I ve add same pic in bellow as author did, but with stars, which can anyone observe and so can be more familiar with (in appendix it is explained). Milky way is faint there, but you can compare it with the second bellow pic., that shows the constellations in galactic plane surrounding our solar system. Third pic bellow shows Earth position in equinoxes and solstices on its orbit around the sun.

If you are in mid-EU latitude (50°), you may use something like Stellarium and check positions of these planes in solstices and equinoxes (as I did) and it may help you to get feeling for their orbits. Some pictures bellow also may help you to visualize it. If you are on further away lat., you will see it differently, but principle will be same.

Following Cassiopeia (in 60° tilt down) on Celestial sphere: If you on the equator watch 60° up to north (to compensate solar system downward angle) at vernal equinox day moment, when sun is at highest point, which is now in Pieces constellation (RA – 0h), than you would see Cassiopeia (you can check it in Stellarium when sun light is turned off). At this time/ place 23,5° Earth axis does not offset you on equator, but as you have been going up, you went up 23,5° off (hence Lacerta - 97°).

If you watch (on equator) at Autumn equinox 120° up thru ground (or went 90° north, than 30° south, than watch directly overhead)) you would again see Cassiopeia.

You may also wait to night on 60° long/ 0° lat. and wait for align galactic and azimuthal sphere (which will be in 2020 in 23. 9 at 02: 43 minutes) and you will see Cassiopeia on zenith - you can than measure galactic long., which will be 123° (+/1 1°). So you can also see that at around midnight on Spring eq. you see (logically) stars/ signs of mid-day in Autumn eq.

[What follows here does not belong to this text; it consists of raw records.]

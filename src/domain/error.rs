use std::io;

use thiserror::Error;

/// Library-wide error type for msgbox operations.
///
/// The prompt core itself never fails with this type: timer, presenter, resolver and
/// launcher all return total value types. `AppError` covers configuration and the
/// outcome of the top-level API.
#[derive(Debug, Error)]
pub enum AppError {
    /// Underlying I/O failure.
    #[error(transparent)]
    Io(#[from] io::Error),

    /// Yes/No mode was requested without an executable to run.
    #[error("Please provide an executable to run using --exe flag when using Yes/No box.")]
    MissingExecutable,

    /// Config file given explicitly but not present.
    #[error("Config file not found: {0}")]
    ConfigFileNotFound(String),

    /// TOML parsing error.
    #[error("TOML parse error: {0}")]
    ConfigParse(#[from] toml::de::Error),

    /// The prompt could not be shown at all.
    #[error("Failed to show message box: {0}")]
    Presentation(String),

    /// The executable could not be started.
    #[error("Failed to start executable: {0}")]
    Launch(String),
}
//! Prompt configuration loading.

use std::fs;
use std::path::Path;

use tracing::debug;

use crate::domain::config::{self, PromptOptions, PromptSettings};
use crate::domain::AppError;

/// Load prompt settings from a config file, if one was given.
pub fn load_settings(config_path: Option<&Path>) -> Result<PromptSettings, AppError> {
    let Some(path) = config_path else {
        return Ok(PromptSettings::default());
    };

    if !path.is_file() {
        return Err(AppError::ConfigFileNotFound(path.display().to_string()));
    }

    debug!(path = %path.display(), "loading config file");
    let content = fs::read_to_string(path)?;
    Ok(config::parse_config_content(&content)?.prompt)
}

/// Layer command-line settings over the config file and validate the result.
pub fn load_options(
    overrides: PromptSettings,
    config_path: Option<&Path>,
) -> Result<PromptOptions, AppError> {
    let file_settings = load_settings(config_path)?;
    PromptOptions::from_settings(overrides.or(file_settings))
}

It may help that 60° angle is down in direction away from galaxy center: like you are on top of the roof representing solar system, behind you back is Milky way center and solar system plane is falling down (at 60°) toward Cassiopeia.

In Summer solstice at night you can clearly see that on -23,5° you are seeing Sagittarius at your zenith which is in 0° galactic longitude. In mid EU – 50° this is -23 – 50 → 73° south from zenith, so only about 20° above the ground. Ecliptic is highest (hence summer), but zodiacal signs at night are lowest.

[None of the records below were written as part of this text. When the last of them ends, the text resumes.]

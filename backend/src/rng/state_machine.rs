//! Generator state machine
//!
//! Each slot of `mult_x` is an independent multiplicative accumulator
//! (`x = a * x + b mod 2^64`). Draws round-robin over the L slots via
//! `idx_mult`, and every output is XORed with the current XOR-feedback
//! accumulator `xor_x[idx_xor]`. One full sweep of `idx_mult` advances that
//! accumulator once and moves `idx_xor` to the next slot.

use serde::{Deserialize, Serialize};

use crate::conditioning::ParameterSet;
use crate::core::PrngError;

/// Mask keeping the low 53 bits of a draw (f64 mantissa width)
pub const F64_MANTISSA_MASK: u64 = (1u64 << 53) - 1;

/// Scale mapping a 53-bit integer onto [0, 1)
pub const F64_SCALE: f64 = 1.0 / (1u64 << 53) as f64;

/// Live generator state: parameter arrays plus cursor indices
#[derive(Debug, Clone, PartialEq, Eq, Serialize, Deserialize)]
#[serde(try_from = "RawGeneratorState")]
pub struct GeneratorState {
    params: ParameterSet,
    idx_mult: usize,
    idx_xor: usize,
}

/// Unchecked wire form; cursors are range-checked by `from_parts`
#[derive(Deserialize)]
struct RawGeneratorState {
    params: ParameterSet,
    idx_mult: usize,
    idx_xor: usize,
}

impl TryFrom<RawGeneratorState> for GeneratorState {
    type Error = PrngError;

    fn try_from(raw: RawGeneratorState) -> Result<Self, Self::Error> {
        GeneratorState::from_parts(raw.params, raw.idx_mult, raw.idx_xor)
    }
}

impl GeneratorState {
    /// Start a generator from freshly derived parameters, cursors at 0
    ///
    /// # Errors
    /// [`PrngError::InconsistentState`] if the arrays differ in length, are
    /// empty, or break a parity invariant.
    pub fn new(params: ParameterSet) -> Result<Self, PrngError> {
        Self::from_parts(params, 0, 0)
    }

    /// Rebuild a generator at arbitrary cursor positions
    pub fn from_parts(
        params: ParameterSet,
        idx_mult: usize,
        idx_xor: usize,
    ) -> Result<Self, PrngError> {
        params.validate()?;
        let len = params.len();
        if idx_mult >= len || idx_xor >= len {
            return Err(PrngError::InconsistentState(format!(
                "cursor ({}, {}) out of range for {} slots",
                idx_mult, idx_xor, len
            )));
        }
        Ok(Self {
            params,
            idx_mult,
            idx_xor,
        })
    }

    pub fn params(&self) -> &ParameterSet {
        &self.params
    }

    /// Number of slots per array (L)
    pub fn len(&self) -> usize {
        self.params.len()
    }

    pub fn is_empty(&self) -> bool {
        self.params.is_empty()
    }

    pub fn idx_mult(&self) -> usize {
        self.idx_mult
    }

    pub fn idx_xor(&self) -> usize {
        self.idx_xor
    }

    /// Draw the next u64 and advance the state
    #[inline]
    pub fn next_u64(&mut self) -> u64 {
        let len = self.params.len();
        let p = &mut self.params;
        let im = self.idx_mult;
        let ix = self.idx_xor;

        let value = p.mult_a[im]
            .wrapping_mul(p.mult_x[im])
            .wrapping_add(p.mult_b[im])
            ^ p.xor_x[ix];
        p.mult_x[im] = value;

        self.idx_mult += 1;
        if self.idx_mult == len {
            self.idx_mult = 0;

            p.xor_x[ix] = (p.xor_a[ix] ^ p.xor_x[ix]).wrapping_add(p.xor_b[ix]);

            self.idx_xor += 1;
            if self.idx_xor == len {
                self.idx_xor = 0;
            }
        }

        value
    }

    /// Draw the next f64 in [0, 1) with 53 bits of resolution
    #[inline]
    pub fn next_f64(&mut self) -> f64 {
        (self.next_u64() & F64_MANTISSA_MASK) as f64 * F64_SCALE
    }

    /// Draw `amount` u64 values in call order
    pub fn generate_u64(&mut self, amount: usize) -> Vec<u64> {
        (0..amount).map(|_| self.next_u64()).collect()
    }

    /// Draw `amount` f64 values in call order
    pub fn generate_f64(&mut self, amount: usize) -> Vec<f64> {
        (0..amount).map(|_| self.next_f64()).collect()
    }
}
//! Core primitives shared by every stage of the engine
//!
//! - **hasher**: the 32-byte block hash used by the diffusion pass
//! - **error**: the engine-wide error type

pub mod error;
pub mod hasher;

pub use error::{ErrorKind, PrngError};
pub use hasher::{hash_block, Block, BLOCK_SIZE};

In Winter solstice you can clearly see that galactic plane (signs in galactic plane) and ecliptic (zodiacal signs) are again crossing. You can see in night on 23,5° (to compensate Earth axis tilt) galactic sing Auriga (180° gal. long.) above your head. Ecliptic (zodiacal signs) reaches in north at night highest point – you can see top of Gemini reaches less than 20° from zenith (in day ecl. is in its lowest – hence winter).

Double check -if you compare Galactic (Polaris Galacticum Borealis) and celestial north (Polaris) you will find out, that link continues to Cassiopeia. But key is here Galactic and Ecliptic north - which goes from gal. n. to 97° (Lacerta).

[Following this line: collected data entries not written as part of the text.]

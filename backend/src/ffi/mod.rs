//! Python bindings (feature `pyo3`)
//!
//! Exposes [`RandomNumberDevice`](crate::RandomNumberDevice) as a Python
//! class so the same stream can be consumed from Python code.

pub mod device;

Fourth picture shows galactic, ecliptic plane with celestial equator – shows that ecliptic is 60° (author claimed 63°, but corrected it - anyone can get wrong heh?))

Appendix Right Ascension define coordinates of object on Celestial sphere in analogy of longitude on Earth, but since Earth is rotating, it set 0 longitude like 0 hour at the moment of vernal equinox – when sun is at highest point on 0° lat, which is now in Pieces (Greek had it in Aries and Babylonians in Taurus – it shifted due to precession). Than the hours/ min/ sec define how long behind this point object is. To get RA working in your time/ place, you have subtract RA value from local sidereal times – it so called Hour angle. If you set value to you telescope with equatorial mount (its RA value) you will find the object.

Six hours define same way highest point of sun in summer solstice, 12 h in Fall equinox, 18 h winter solstice. This celestial day is only 23: 56 and 4 sec. long (4 min earth rotates to offset around sun rotation, In year this will add up to one day).

Declination defines position on Celestial sphere: to get you local Dec, you just subtract from Dec your latitude - means how far from your zenith object is, minus value means south direction/ plus - north.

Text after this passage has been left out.